藤山:鈴木さんは、いまベッドで寝られています?
鈴木:ベッドですね。
藤山:畳の上より、ベッドのほうが好きですか?
鈴木:いま住んでいるマンションに畳の部屋がないから、消去法でベッドにしているだけ。畳の部屋があればふとんで寝ていたかもしれない。特にこだわりはないかな。
藤山:鈴木さんのお客さんはいかがですか。新築やリフォームの相談に来られる方は、新築前、みなさんベッドで寝られています?
鈴木:いやいや、全然そんなことはないよ。むしろ、ベッドじゃない家のほうが多いのではないかな。マンション住まいの人は、和室にふとんを敷いて寝ている人のほうが多いような気がする。
藤山:それは意外。ふとんは毎日押入れにしまわれているのかな?
鈴木:基本的には、しまっているみたいだよ。なぜかというと、マンションの和室ってたいていリビングの隣に配置されているから、昼間はふとんをしまっておかないと、リビングがリビングとして成立しなくなるんだよ。

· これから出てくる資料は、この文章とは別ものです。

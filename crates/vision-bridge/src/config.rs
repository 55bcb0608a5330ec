//! Bridge configuration (TOML).

use crate::logging::LogConfig;
use serde::{Deserialize, Serialize};
use std::path::{Path, PathBuf};

/// Global the proxy is published under when nothing else is configured.
pub const DEFAULT_GLOBAL_NAME: &str = "VisionCameraProxy";

/// Name of the worklet thread when nothing else is configured.
pub const DEFAULT_WORKLET_THREAD_NAME: &str = "vision-worklet";

/// Buffer wrappers kept per execution context.
pub const DEFAULT_BUFFER_CACHE_CAPACITY: usize = 64;

const LUA_KEYWORDS: &[&str] = &[
    "and", "break", "do", "else", "elseif", "end", "false", "for", "function", "goto", "if", "in",
    "local", "nil", "not", "or", "repeat", "return", "then", "true", "until", "while",
];

/// Errors raised while loading or validating a [`BridgeConfig`]
#[derive(Debug, thiserror::Error)]
pub enum ConfigError {
    #[error("failed to read config {path}: {source}")]
    Read {
        path: PathBuf,
        #[source]
        source: std::io::Error,
    },

    #[error("failed to parse config: {0}")]
    Parse(#[from] toml::de::Error),

    #[error("failed to serialize config: {0}")]
    Serialize(#[from] toml::ser::Error),

    #[error("invalid config: {0}")]
    Invalid(String),
}

/// Top-level bridge configuration
#[derive(Debug, Clone, PartialEq, Serialize, Deserialize)]
#[serde(default)]
pub struct BridgeConfig {
    /// Global identifier the proxy is installed under in every context
    pub global_name: String,
    pub worklet: WorkletConfig,
    pub buffer_cache: BufferCacheConfig,
    pub logging: LogConfig,
}

impl Default for BridgeConfig {
    fn default() -> Self {
        Self {
            global_name: DEFAULT_GLOBAL_NAME.to_string(),
            worklet: WorkletConfig::default(),
            buffer_cache: BufferCacheConfig::default(),
            logging: LogConfig::default(),
        }
    }
}

/// Worklet runtime settings
#[derive(Debug, Clone, PartialEq, Eq, Serialize, Deserialize)]
#[serde(default)]
pub struct WorkletConfig {
    /// OS thread name of the worklet runtime
    pub thread_name: String,
}

impl Default for WorkletConfig {
    fn default() -> Self {
        Self {
            thread_name: DEFAULT_WORKLET_THREAD_NAME.to_string(),
        }
    }
}

/// Buffer cache settings
#[derive(Debug, Clone, PartialEq, Eq, Serialize, Deserialize)]
#[serde(default)]
pub struct BufferCacheConfig {
    /// Maximum cached wrappers per execution context (LRU eviction)
    pub capacity_per_context: usize,
}

impl Default for BufferCacheConfig {
    fn default() -> Self {
        Self {
            capacity_per_context: DEFAULT_BUFFER_CACHE_CAPACITY,
        }
    }
}

impl BridgeConfig {
    /// Parse and validate a TOML document.
    pub fn from_toml_str(source: &str) -> Result<Self, ConfigError> {
        let config: Self = toml::from_str(source)?;
        config.validate()?;
        Ok(config)
    }

    /// Read, parse and validate a TOML file.
    pub fn load(path: &Path) -> Result<Self, ConfigError> {
        let source = std::fs::read_to_string(path).map_err(|source| ConfigError::Read {
            path: path.to_path_buf(),
            source,
        })?;
        let config = Self::from_toml_str(&source)?;
        tracing::debug!(
            path = %path.display(),
            global = %config.global_name,
            "Loaded bridge config"
        );
        Ok(config)
    }

    pub fn to_toml_string(&self) -> Result<String, ConfigError> {
        Ok(toml::to_string_pretty(self)?)
    }

    pub fn validate(&self) -> Result<(), ConfigError> {
        if !is_lua_identifier(&self.global_name) {
            return Err(ConfigError::Invalid(format!(
                "global_name {:?} is not a valid Lua identifier",
                self.global_name
            )));
        }
        if self.worklet.thread_name.trim().is_empty() {
            return Err(ConfigError::Invalid(
                "worklet.thread_name must not be empty".to_string(),
            ));
        }
        if self.buffer_cache.capacity_per_context == 0 {
            return Err(ConfigError::Invalid(
                "buffer_cache.capacity_per_context must be at least 1".to_string(),
            ));
        }
        Ok(())
    }
}

fn is_lua_identifier(name: &str) -> bool {
    let mut chars = name.chars();
    let Some(first) = chars.next() else {
        return false;
    };
    (first.is_ascii_alphabetic() || first == '_')
        && chars.all(|c| c.is_ascii_alphanumeric() || c == '_')
        && !LUA_KEYWORDS.contains(&name)
}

藤山:たしかに。万年床が敷いてあるリビングって、独身男性の一人暮らしみたいですからね。そもそもリビングの隣の和室って、寝室としてつくられているわけではないでしょ?
鈴木:そうそう。それなのになぜ、和室にふとんを敷いてしまうかというと、そこが暖かいからなんだよ。マンションの場合、寝室に想定されている個室は北側にあることが多いけど、北側の部屋は冬寒いから長時間居たくない。しかも、結露が発生しやすい、狭くて圧迫感があるなど、部屋としての弱点も多い。だったら、見た目は悪いけど南側の暖かい和室で寝たほうがいいじゃない、となるわけ。で、北側の個室は収納部屋として、いろいろなモノが無造作に突っ込まれていく。
藤山:いま、マンションでふとんを敷いて寝ている人たちも、いざ戸建住宅を新築する際は、みなさんベッド派に宗旨替えしますよね?
鈴木:「やっぱり、ふとんのままがいい」という人と、「今度はベッドかな」という人に分かれるかな。ふとん2にベッド8くらいの割合。
藤山:へぇー、これも意外。私はてっきり、10対0で全員ベッドを選ぶんだと思っていました。
鈴木:どうして?
藤山:ちょっと前まで建築雑誌の編集をしていた関係で、設計者から住宅の図面を提供していただくことがよくあったのですが、図面を見ると、どの住宅も主寝室にはベッドの形が点線で描いてあるんです。だから、「新築=ベッド」なんだと勝手に思い込んでいました。寝室に畳が敷いてある図面なんて見た記憶がないです。
鈴木:言われてみれば……。寝室に畳が敷いてある図面は見たことないかも。
藤山:「和室」って描いてあるところが、実は寝室だったりするんですかね。
鈴木:それはあるかもしれない。ちなみに、「ふとんがいい」と言われるのは、ご主人のほうが多いね。すると奥さんがすかさず、「今度はベッドでしょ!」って突っ込みを入れる。
藤山:どうして、奥さんはベッドなんです?
鈴木:ほら、ふとんの上げ下げとか、外に干したりしまったりする作業って毎日大変じゃない。そういうのは奥さんの仕事になっている家が多いから。今度は管理がラクなベッドにしたいわけよ。
藤山:ちなみに、私はかれこれ20年以上ふとんを敷いて寝ています。
鈴木:そうなの。ベッドで寝たいとは思わない?
藤山:全然思わないです。というより、古い木造のアパートですからベッドを置いたら全然サマにならないんですよね。
鈴木:ベッドかふとんかは、ほとんど習慣の問題だよ。慣れればたいていどちらでもよくなる。いずれも一長一短あるから、介護が必要になるなどの事情がなければ、好みで選んでいいのだと思うよ。